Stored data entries
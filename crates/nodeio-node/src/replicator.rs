//! The two message flows between nodes.
//!
//! Proposals go point-to-point to the host queue. Commits go to the fan-out
//! exchange, which copies them to every follower's private queue.

use nodeio_config::Config;
use nodeio_net::{Broker, DIRECT_EXCHANGE};
use nodeio_world::{Action, Commit, encode};
use tracing::debug;

use crate::error::NodeError;

/// Well-known broker names shared by every node of a session.
#[derive(Debug, Clone, PartialEq, Eq)]
pub struct Topology {
    /// Queue the host consumes proposals from.
    pub host_queue: String,
    /// Fan-out exchange commits are published to.
    pub exchange: String,
}

impl Default for Topology {
    fn default() -> Self {
        Self::from_config(&Config::default())
    }
}

impl Topology {
    /// Names from the network section of `config`.
    pub fn from_config(config: &Config) -> Self {
        Self {
            host_queue: config.network.host_queue.clone(),
            exchange: config.network.exchange.clone(),
        }
    }
}

/// Publishes proposals and commits over a broker connection.
pub struct Replicator<B> {
    broker: B,
    topology: Topology,
}

impl<B: Broker> Replicator<B> {
    /// Wrap a broker connection.
    pub fn new(broker: B, topology: Topology) -> Self {
        Self { broker, topology }
    }

    /// The underlying connection.
    pub fn broker(&self) -> &B {
        &self.broker
    }

    /// Topology names in use.
    pub fn topology(&self) -> &Topology {
        &self.topology
    }

    /// Send a proposal to the host queue.
    pub async fn propose(&self, action: &Action) -> Result<(), NodeError> {
        let body = encode(action)?;
        debug!("Proposing {} ({} bytes)", action.kind(), body.len());
        self.broker
            .publish(DIRECT_EXCHANGE, &self.topology.host_queue, body)
            .await?;
        Ok(())
    }

    /// Fan a commit out to every follower.
    pub async fn broadcast(&self, commit: &Commit) -> Result<(), NodeError> {
        let body = encode(commit)?;
        debug!(
            "Broadcasting commit {} ({})",
            commit.sequence,
            commit.action.kind()
        );
        self.broker.publish(&self.topology.exchange, "", body).await?;
        Ok(())
    }

    /// Give up the host role by deleting the host queue. Nothing triggers
    /// this automatically; a node calls it when it leaves as host.
    pub async fn lose_host(&self) -> Result<(), NodeError> {
        self.broker.delete(&self.topology.host_queue).await?;
        Ok(())
    }
}
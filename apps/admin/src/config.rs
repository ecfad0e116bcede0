use std::{collections::HashMap, fs};

#[derive(Debug, Clone, PartialEq)]
pub struct Settings {
    pub backend_url: String,
    pub request_timeout_secs: Option<u64>,
    pub max_sessions: usize,
}

impl Default for Settings {
    fn default() -> Self {
        Self {
            backend_url: "http://127.0.0.1:5000/api".into(),
            request_timeout_secs: None,
            max_sessions: 1024,
        }
    }
}

pub fn load_settings() -> Settings {
    let mut settings = Settings::default();

    if let Ok(raw) = fs::read_to_string("admin.toml") {
        if let Ok(file_cfg) = toml::from_str::<HashMap<String, String>>(&raw) {
            if let Some(v) = file_cfg.get("backend_url") {
                settings.backend_url = v.clone();
            }
            if let Some(v) = file_cfg.get("request_timeout_secs") {
                settings.request_timeout_secs = parse_positive(v);
            }
            if let Some(v) = file_cfg.get("max_sessions") {
                if let Some(parsed) = parse_positive(v) {
                    settings.max_sessions = parsed as usize;
                }
            }
        }
    }

    if let Ok(v) = std::env::var("ADMIN__BACKEND_URL") {
        settings.backend_url = v;
    }
    if let Ok(v) = std::env::var("ADMIN__REQUEST_TIMEOUT_SECS") {
        settings.request_timeout_secs = parse_positive(&v);
    }
    if let Ok(v) = std::env::var("ADMIN__MAX_SESSIONS") {
        if let Some(parsed) = parse_positive(&v) {
            settings.max_sessions = parsed as usize;
        }
    }

    settings
}

fn parse_positive(raw: &str) -> Option<u64> {
    raw.trim().parse::<u64>().ok().filter(|v| *v > 0)
}

#[cfg(test)]
mod tests {
    use super::*;

    #[test]
    fn defaults_point_at_the_local_service() {
        let settings = Settings::default();
        assert_eq!(settings.backend_url, "http://127.0.0.1:5000/api");
        assert!(settings.request_timeout_secs.is_none());
        assert_eq!(settings.max_sessions, 1024);
    }

    #[test]
    fn rejects_zero_and_garbage_numeric_overrides() {
        assert_eq!(parse_positive("0"), None);
        assert_eq!(parse_positive("not-a-number"), None);
        assert_eq!(parse_positive(" 90 "), Some(90));
    }
}
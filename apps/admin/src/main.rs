use std::{sync::Arc, time::Duration};

use analysis_backend::HttpAnalysisBackend;
use anyhow::{bail, Context, Result};
use clap::Parser;
use courts::{analyzable_bookings, CourtDirectory, MockCourtDirectory};
use shared::domain::SessionId;
use tracing::info;
use url::Url;
use workflow::{AnalysisWorkflowController, ControllerConfig, WorkflowState};

mod config;

use config::load_settings;

#[derive(Parser, Debug)]
struct Args {
    /// Base URL of the analysis service (overrides config).
    #[arg(long)]
    backend_url: Option<String>,
    /// Session id to analyze; omit to only list analyzable bookings.
    #[arg(long)]
    session: Option<String>,
    /// Pipeline deadline in seconds (overrides config).
    #[arg(long)]
    timeout_secs: Option<u64>,
}

#[tokio::main]
async fn main() -> Result<()> {
    tracing_subscriber::fmt().with_env_filter("info").init();
    let args = Args::parse();

    let mut settings = load_settings();
    if let Some(backend_url) = args.backend_url {
        settings.backend_url = backend_url;
    }
    if let Some(timeout_secs) = args.timeout_secs {
        settings.request_timeout_secs = Some(timeout_secs);
    }

    let directory = MockCourtDirectory::seeded();
    let courts = directory.list_courts().await?;
    let bookings = analyzable_bookings(&courts);
    println!("Analyzable past bookings:");
    for booking in &bookings {
        println!(
            "  {} {} booked by {} -> session {}",
            booking.court_name,
            booking.time,
            booking.booked_by.as_deref().unwrap_or("-"),
            booking.session_id
        );
    }

    let Some(session) = args.session else {
        return Ok(());
    };
    let session = SessionId::new(session);

    let base_url: Url = settings
        .backend_url
        .parse()
        .with_context(|| format!("invalid backend url: {}", settings.backend_url))?;
    let backend = Arc::new(HttpAnalysisBackend::new(base_url));
    let controller = AnalysisWorkflowController::new_with_config(
        backend,
        ControllerConfig {
            deadline: settings.request_timeout_secs.map(Duration::from_secs),
            max_sessions: settings.max_sessions,
        },
    );

    let mut events = controller.subscribe(&session).await;
    if let Err(err) = controller.request_analysis(&session).await {
        bail!("analysis request rejected: {err}");
    }
    controller.set_display_focus(&session).await;

    loop {
        let snapshot = events.recv().await?;
        match snapshot.state {
            WorkflowState::Idle => {}
            WorkflowState::Triggering => info!(session_id = %session, "triggering analysis"),
            WorkflowState::AwaitingResults => {
                info!(session_id = %session, "analysis running, awaiting results")
            }
            WorkflowState::Succeeded => {
                let result = snapshot
                    .result
                    .context("succeeded snapshot must carry a result")?;
                println!("Analysis results for session {session}");
                println!("  Total shots detected: {}", result.total_shots);
                match result.heatmap_data {
                    Some(points) => println!("  Position samples: {}", points.len()),
                    None => println!("  No player position data available."),
                }
                if let Some(dims) = result.video_dimensions {
                    println!("  Reference frame: {}x{}", dims.width, dims.height);
                }
                break;
            }
            WorkflowState::Failed => {
                let error = snapshot
                    .error
                    .context("failed snapshot must carry an error")?;
                println!("Analysis failed ({:?}): {}", error.kind, error.message);
                break;
            }
        }
    }

    controller.clear_display_focus().await;
    Ok(())
}
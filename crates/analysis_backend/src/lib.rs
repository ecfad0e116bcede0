use async_trait::async_trait;
use reqwest::{Client, Response, StatusCode};
use shared::{
    domain::SessionId,
    error::{AnalysisError, ErrorKind},
    protocol::{AnalysisResult, ErrorBody, TriggerAck},
};
use tracing::debug;
use url::Url;

/// Transport seam to the external video-analysis service. No retries and
/// no business logic; every failure is normalized into an
/// [`AnalysisError`] with a message and a machine-checkable kind.
#[async_trait]
pub trait AnalysisBackend: Send + Sync {
    /// Starts analysis for the session. The service holds the connection
    /// open until the job completes, so a successful response means the
    /// results are ready to fetch.
    async fn trigger_analysis(&self, session_id: &SessionId)
        -> Result<TriggerAck, AnalysisError>;

    /// Retrieves completed analysis output. Only meaningful after a
    /// successful trigger; the service answers 404 otherwise.
    async fn fetch_results(&self, session_id: &SessionId)
        -> Result<AnalysisResult, AnalysisError>;
}

pub struct MissingAnalysisBackend;

#[async_trait]
impl AnalysisBackend for MissingAnalysisBackend {
    async fn trigger_analysis(
        &self,
        session_id: &SessionId,
    ) -> Result<TriggerAck, AnalysisError> {
        Err(AnalysisError::transport(format!(
            "analysis backend is unavailable for session {session_id}"
        )))
    }

    async fn fetch_results(
        &self,
        session_id: &SessionId,
    ) -> Result<AnalysisResult, AnalysisError> {
        Err(AnalysisError::transport(format!(
            "analysis backend is unavailable for session {session_id}"
        )))
    }
}

pub struct HttpAnalysisBackend {
    http: Client,
    base_url: Url,
}

impl HttpAnalysisBackend {
    pub fn new(base_url: Url) -> Self {
        Self::with_http_client(Client::new(), base_url)
    }

    pub fn with_http_client(http: Client, base_url: Url) -> Self {
        Self { http, base_url }
    }

    fn endpoint(&self, path: &str, session_id: &SessionId) -> String {
        format!(
            "{}/{path}/{session_id}",
            self.base_url.as_str().trim_end_matches('/')
        )
    }
}

fn ensure_session_id(session_id: &SessionId) -> Result<(), AnalysisError> {
    if session_id.is_empty() {
        return Err(AnalysisError::validation(
            "session id must not be empty",
        ));
    }
    Ok(())
}

fn transport_error(err: reqwest::Error) -> AnalysisError {
    AnalysisError::transport(err.to_string())
}

/// Maps a non-2xx response onto the error taxonomy, preferring the
/// service-provided `{error}` body over the bare status line.
async fn service_error(response: Response, kind: ErrorKind) -> AnalysisError {
    let status = response.status();
    let message = match response.json::<ErrorBody>().await {
        Ok(body) => body.error,
        Err(_) => format!("analysis service returned {status}"),
    };
    AnalysisError::new(kind, message)
}

#[async_trait]
impl AnalysisBackend for HttpAnalysisBackend {
    async fn trigger_analysis(
        &self,
        session_id: &SessionId,
    ) -> Result<TriggerAck, AnalysisError> {
        ensure_session_id(session_id)?;
        let url = self.endpoint("analyze_booking", session_id);
        debug!(session_id = %session_id, "backend: triggering analysis");

        let response = self
            .http
            .post(&url)
            .send()
            .await
            .map_err(transport_error)?;
        if !response.status().is_success() {
            return Err(service_error(response, ErrorKind::Job).await);
        }

        response
            .json::<TriggerAck>()
            .await
            .map_err(|_| AnalysisError::job("analysis service returned invalid data"))
    }

    async fn fetch_results(
        &self,
        session_id: &SessionId,
    ) -> Result<AnalysisResult, AnalysisError> {
        ensure_session_id(session_id)?;
        let url = self.endpoint("analysis_results", session_id);
        debug!(session_id = %session_id, "backend: fetching analysis results");

        let response = self
            .http
            .get(&url)
            .send()
            .await
            .map_err(transport_error)?;
        if response.status() == StatusCode::NOT_FOUND {
            return Err(service_error(response, ErrorKind::NotFound).await);
        }
        if !response.status().is_success() {
            return Err(service_error(response, ErrorKind::Job).await);
        }

        response
            .json::<AnalysisResult>()
            .await
            .map_err(|_| AnalysisError::job("analysis service returned invalid data"))
    }
}

#[cfg(test)]
#[path = "tests/lib_tests.rs"]
mod tests;
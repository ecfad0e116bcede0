use std::{collections::HashMap, sync::Arc, time::Duration};

use analysis_backend::AnalysisBackend;
use chrono::{DateTime, Utc};
use serde::Serialize;
use shared::{
    domain::SessionId,
    error::{AnalysisError, ErrorKind},
    protocol::AnalysisResult,
};
use thiserror::Error;
use tokio::sync::{broadcast, Mutex};
use tracing::{debug, info, warn};

const EVENTS_CHANNEL_CAPACITY: usize = 32;
const DEFAULT_MAX_SESSIONS: usize = 1024;

#[derive(Debug, Clone, Copy, PartialEq, Eq, Serialize)]
#[serde(rename_all = "snake_case")]
pub enum WorkflowState {
    Idle,
    Triggering,
    AwaitingResults,
    Succeeded,
    Failed,
}

impl WorkflowState {
    /// True while a trigger/fetch pipeline owns the session. The
    /// duplicate-submission guard is exactly this predicate; there is no
    /// separate in-progress flag.
    pub fn is_in_flight(self) -> bool {
        matches!(self, Self::Triggering | Self::AwaitingResults)
    }

    pub fn is_terminal(self) -> bool {
        matches!(self, Self::Succeeded | Self::Failed)
    }
}

/// Point-in-time view of one session's analysis lifecycle. `result` is
/// populated only in `Succeeded`, `error` only in `Failed`.
#[derive(Debug, Clone, Serialize)]
pub struct AnalysisSession {
    pub session_id: SessionId,
    pub state: WorkflowState,
    #[serde(skip_serializing_if = "Option::is_none")]
    pub result: Option<AnalysisResult>,
    #[serde(skip_serializing_if = "Option::is_none")]
    pub error: Option<AnalysisError>,
    pub last_transition_at: DateTime<Utc>,
}

#[derive(Debug, Clone, Copy)]
pub struct ControllerConfig {
    /// Hard deadline for one trigger+fetch pipeline. `None` preserves the
    /// blocking-backend behavior of waiting indefinitely.
    pub deadline: Option<Duration>,
    /// Upper bound on retained session entries; entries with an active
    /// pipeline are never evicted to honor it.
    pub max_sessions: usize,
}

impl Default for ControllerConfig {
    fn default() -> Self {
        Self {
            deadline: None,
            max_sessions: DEFAULT_MAX_SESSIONS,
        }
    }
}

#[derive(Debug, Clone, PartialEq, Eq, Error)]
pub enum RequestError {
    /// Caller bug; no entry is created and no state changes.
    #[error("invalid analysis request: {message}")]
    Validation { message: String },
    /// Informational notice, not a failure state: the session already has
    /// a pipeline in flight and the call was a no-op.
    #[error("analysis is already in progress for session {session_id}")]
    AlreadyInProgress { session_id: SessionId },
}

impl RequestError {
    pub fn kind(&self) -> ErrorKind {
        match self {
            Self::Validation { .. } => ErrorKind::Validation,
            Self::AlreadyInProgress { .. } => ErrorKind::AlreadyInProgress,
        }
    }
}

struct SessionEntry {
    snapshot: AnalysisSession,
    events: broadcast::Sender<AnalysisSession>,
}

impl SessionEntry {
    fn new(session_id: SessionId) -> Self {
        let (events, _) = broadcast::channel(EVENTS_CHANNEL_CAPACITY);
        Self {
            snapshot: AnalysisSession {
                session_id,
                state: WorkflowState::Idle,
                result: None,
                error: None,
                last_transition_at: Utc::now(),
            },
            events,
        }
    }
}

struct ControllerState {
    registry: HashMap<SessionId, SessionEntry>,
    display_focus: Option<SessionId>,
}

/// Sequences and guards the two-step trigger/fetch protocol per session.
///
/// The registry is owned by the controller instance and passed around by
/// `Arc` reference; there is no process-global table. One pipeline runs
/// per session at a time, distinct sessions proceed independently, and
/// closing the display (the focus pointer) never discards workflow state.
pub struct AnalysisWorkflowController {
    backend: Arc<dyn AnalysisBackend>,
    config: ControllerConfig,
    inner: Mutex<ControllerState>,
}

impl AnalysisWorkflowController {
    pub fn new(backend: Arc<dyn AnalysisBackend>) -> Arc<Self> {
        Self::new_with_config(backend, ControllerConfig::default())
    }

    pub fn new_with_config(
        backend: Arc<dyn AnalysisBackend>,
        config: ControllerConfig,
    ) -> Arc<Self> {
        Arc::new(Self {
            backend,
            config,
            inner: Mutex::new(ControllerState {
                registry: HashMap::new(),
                display_focus: None,
            }),
        })
    }

    /// Starts the analysis pipeline for `session_id`, fire-and-forget:
    /// all pipeline outcomes are observed through [`snapshot`] and
    /// [`subscribe`], never through a return value.
    ///
    /// The guard check and the `Triggering` write happen under one
    /// registry lock, so a concurrent call for the same session cannot
    /// observe the pre-guard state in between.
    ///
    /// [`snapshot`]: Self::snapshot
    /// [`subscribe`]: Self::subscribe
    pub async fn request_analysis(
        self: &Arc<Self>,
        session_id: &SessionId,
    ) -> Result<(), RequestError> {
        if session_id.is_empty() {
            return Err(RequestError::Validation {
                message: "session id must not be empty".to_string(),
            });
        }

        {
            let mut inner = self.inner.lock().await;
            if let Some(entry) = inner.registry.get(session_id) {
                if entry.snapshot.state.is_in_flight() {
                    info!(
                        session_id = %session_id,
                        state = ?entry.snapshot.state,
                        "workflow: duplicate request suppressed"
                    );
                    return Err(RequestError::AlreadyInProgress {
                        session_id: session_id.clone(),
                    });
                }
            }

            let entry = ensure_entry(&mut inner.registry, session_id, self.config.max_sessions);
            entry.snapshot.state = WorkflowState::Triggering;
            entry.snapshot.result = None;
            entry.snapshot.error = None;
            entry.snapshot.last_transition_at = Utc::now();
            let _ = entry.events.send(entry.snapshot.clone());
        }
        info!(session_id = %session_id, "workflow: analysis requested");

        let controller = Arc::clone(self);
        let session_id = session_id.clone();
        tokio::spawn(async move {
            controller.run_pipeline(session_id).await;
        });

        Ok(())
    }

    /// Current state for the session, if the controller has ever seen it.
    /// Never blocks on the network and never starts work.
    pub async fn snapshot(&self, session_id: &SessionId) -> Option<AnalysisSession> {
        let inner = self.inner.lock().await;
        inner
            .registry
            .get(session_id)
            .map(|entry| entry.snapshot.clone())
    }

    /// Subscribes to every state transition for the session. An `Idle`
    /// entry is created lazily so callers may subscribe before the first
    /// request. Multiple receivers are independent; dropping the receiver
    /// unsubscribes.
    pub async fn subscribe(
        &self,
        session_id: &SessionId,
    ) -> broadcast::Receiver<AnalysisSession> {
        let mut inner = self.inner.lock().await;
        ensure_entry(&mut inner.registry, session_id, self.config.max_sessions)
            .events
            .subscribe()
    }

    /// Marks the session as the one currently displayed.
    pub async fn set_display_focus(&self, session_id: &SessionId) {
        let mut inner = self.inner.lock().await;
        inner.display_focus = Some(session_id.clone());
    }

    pub async fn display_focus(&self) -> Option<SessionId> {
        let inner = self.inner.lock().await;
        inner.display_focus.clone()
    }

    /// Unsets the focus pointer only, never the registry: in-flight or
    /// completed workflow state survives the display being closed, so a
    /// re-opened view observes it without re-triggering work.
    pub async fn clear_display_focus(&self) {
        let mut inner = self.inner.lock().await;
        inner.display_focus = None;
    }

    async fn run_pipeline(self: Arc<Self>, session_id: SessionId) {
        let outcome = match self.config.deadline {
            Some(deadline) => {
                match tokio::time::timeout(deadline, self.drive_backend(&session_id)).await {
                    Ok(outcome) => outcome,
                    Err(_) => Err(AnalysisError::timeout(format!(
                        "analysis did not complete within {deadline:?}"
                    ))),
                }
            }
            None => self.drive_backend(&session_id).await,
        };

        match outcome {
            Ok(result) => {
                info!(
                    session_id = %session_id,
                    total_shots = result.total_shots,
                    "workflow: analysis succeeded"
                );
                self.transition(&session_id, |snapshot| {
                    snapshot.state = WorkflowState::Succeeded;
                    snapshot.result = Some(result);
                    snapshot.error = None;
                })
                .await;
            }
            Err(err) => {
                warn!(
                    session_id = %session_id,
                    kind = ?err.kind,
                    "workflow: analysis failed: {}",
                    err.message
                );
                self.transition(&session_id, |snapshot| {
                    snapshot.state = WorkflowState::Failed;
                    snapshot.result = None;
                    snapshot.error = Some(err);
                })
                .await;
            }
        }
    }

    async fn drive_backend(
        &self,
        session_id: &SessionId,
    ) -> Result<AnalysisResult, AnalysisError> {
        let ack = self.backend.trigger_analysis(session_id).await?;
        debug!(session_id = %session_id, message = %ack.message, "workflow: trigger acknowledged");

        self.transition(session_id, |snapshot| {
            snapshot.state = WorkflowState::AwaitingResults;
        })
        .await;

        self.backend.fetch_results(session_id).await
    }

    async fn transition<F>(&self, session_id: &SessionId, apply: F)
    where
        F: FnOnce(&mut AnalysisSession),
    {
        let mut inner = self.inner.lock().await;
        let Some(entry) = inner.registry.get_mut(session_id) else {
            // Entry can only be missing if an over-capacity registry was
            // forced to drop it; the pipeline outcome is then unobservable.
            warn!(session_id = %session_id, "workflow: transition for unknown session dropped");
            return;
        };
        apply(&mut entry.snapshot);
        entry.snapshot.last_transition_at = Utc::now();
        debug!(
            session_id = %session_id,
            state = ?entry.snapshot.state,
            "workflow: state transition"
        );
        let _ = entry.events.send(entry.snapshot.clone());
    }
}

/// Creates the entry lazily, evicting the least-recently-transitioned
/// non-in-flight entry when the registry is at capacity. An active
/// pipeline is never evicted; if every entry is in flight the bound is
/// exceeded and logged instead.
fn ensure_entry<'a>(
    registry: &'a mut HashMap<SessionId, SessionEntry>,
    session_id: &SessionId,
    max_sessions: usize,
) -> &'a mut SessionEntry {
    if !registry.contains_key(session_id) && registry.len() >= max_sessions {
        let candidate = registry
            .iter()
            .filter(|(_, entry)| !entry.snapshot.state.is_in_flight())
            .min_by_key(|(_, entry)| entry.snapshot.last_transition_at)
            .map(|(key, _)| key.clone());
        match candidate {
            Some(key) => {
                debug!(session_id = %key, "workflow: evicting idle session entry");
                registry.remove(&key);
            }
            None => {
                warn!(
                    registry_len = registry.len(),
                    max_sessions, "workflow: registry over capacity with all sessions in flight"
                );
            }
        }
    }

    registry
        .entry(session_id.clone())
        .or_insert_with(|| SessionEntry::new(session_id.clone()))
}

#[cfg(test)]
#[path = "tests/lib_tests.rs"]
mod tests;
use serde::{Deserialize, Serialize};
use thiserror::Error;

#[derive(Debug, Clone, Copy, PartialEq, Eq, Serialize, Deserialize)]
#[serde(rename_all = "snake_case")]
pub enum ErrorKind {
    /// Caller bug: missing or malformed session id. No workflow state change.
    Validation,
    /// Duplicate-submission guard hit; informational, not a failure state.
    AlreadyInProgress,
    /// Network-level failure before the service produced a response.
    Transport,
    /// The service ran and reported failure; message is service-provided.
    Job,
    /// Results requested before or without a successful trigger.
    NotFound,
    /// Configured deadline expired before the pipeline completed.
    Timeout,
}

/// Normalized failure surfaced by the analysis pipeline: always a
/// human-readable message plus a machine-checkable kind.
#[derive(Debug, Clone, PartialEq, Eq, Error, Serialize, Deserialize)]
#[error("{kind:?}: {message}")]
pub struct AnalysisError {
    pub kind: ErrorKind,
    pub message: String,
}

impl AnalysisError {
    pub fn new(kind: ErrorKind, message: impl Into<String>) -> Self {
        Self {
            kind,
            message: message.into(),
        }
    }

    pub fn validation(message: impl Into<String>) -> Self {
        Self::new(ErrorKind::Validation, message)
    }

    pub fn transport(message: impl Into<String>) -> Self {
        Self::new(ErrorKind::Transport, message)
    }

    pub fn job(message: impl Into<String>) -> Self {
        Self::new(ErrorKind::Job, message)
    }

    pub fn not_found(message: impl Into<String>) -> Self {
        Self::new(ErrorKind::NotFound, message)
    }

    pub fn timeout(message: impl Into<String>) -> Self {
        Self::new(ErrorKind::Timeout, message)
    }
}

#[cfg(test)]
mod tests {
    use super::*;

    #[test]
    fn display_carries_kind_and_message() {
        let err = AnalysisError::job("capacity exceeded");
        assert_eq!(err.to_string(), "Job: capacity exceeded");
        assert_eq!(err.kind, ErrorKind::Job);
    }

    #[test]
    fn kind_serializes_snake_case() {
        let json = serde_json::to_value(ErrorKind::AlreadyInProgress).expect("serialize");
        assert_eq!(json, "already_in_progress");
    }
}
use serde::{Deserialize, Serialize};

/// Body of a successful `POST /analyze_booking/{session_id}`.
#[derive(Debug, Clone, Serialize, Deserialize)]
pub struct TriggerAck {
    pub message: String,
}

/// One player-position sample against the reference frame.
#[derive(Debug, Clone, PartialEq, Serialize, Deserialize)]
pub struct PositionSample {
    pub x: f64,
    pub y: f64,
    pub conf: f64,
}

#[derive(Debug, Clone, Copy, PartialEq, Eq, Serialize, Deserialize)]
pub struct VideoDimensions {
    pub width: u32,
    pub height: u32,
}

/// Body of a successful `GET /analysis_results/{session_id}`. The service
/// may attach extra bookkeeping fields (e.g. a `status` string); they are
/// ignored on decode.
#[derive(Debug, Clone, PartialEq, Serialize, Deserialize)]
pub struct AnalysisResult {
    pub total_shots: u64,
    #[serde(default, skip_serializing_if = "Option::is_none")]
    pub heatmap_data: Option<Vec<PositionSample>>,
    #[serde(default, skip_serializing_if = "Option::is_none")]
    pub video_dimensions: Option<VideoDimensions>,
}

/// Body the service sends alongside any non-2xx status.
#[derive(Debug, Clone, Serialize, Deserialize)]
pub struct ErrorBody {
    pub error: String,
}

#[cfg(test)]
mod tests {
    use super::*;

    #[test]
    fn decodes_full_results_payload() {
        let raw = r#"{
            "total_shots": 5,
            "heatmap_data": [{"x": 120.0, "y": 340.5, "conf": 0.92}],
            "video_dimensions": {"width": 640, "height": 360},
            "status": "completed"
        }"#;

        let result: AnalysisResult = serde_json::from_str(raw).expect("decode");
        assert_eq!(result.total_shots, 5);
        assert_eq!(result.heatmap_data.as_ref().map(Vec::len), Some(1));
        assert_eq!(
            result.video_dimensions,
            Some(VideoDimensions {
                width: 640,
                height: 360
            })
        );
    }

    #[test]
    fn decodes_results_without_heatmap() {
        let result: AnalysisResult =
            serde_json::from_str(r#"{"total_shots": 0}"#).expect("decode");
        assert_eq!(result.total_shots, 0);
        assert!(result.heatmap_data.is_none());
        assert!(result.video_dimensions.is_none());
    }
}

→ **Work required**: For each line above that carries the word "follower", copy it out.

→ **Response area**:
//! exchange, which copies them to every follower's private queue.
    /// Fan a commit out to every follower.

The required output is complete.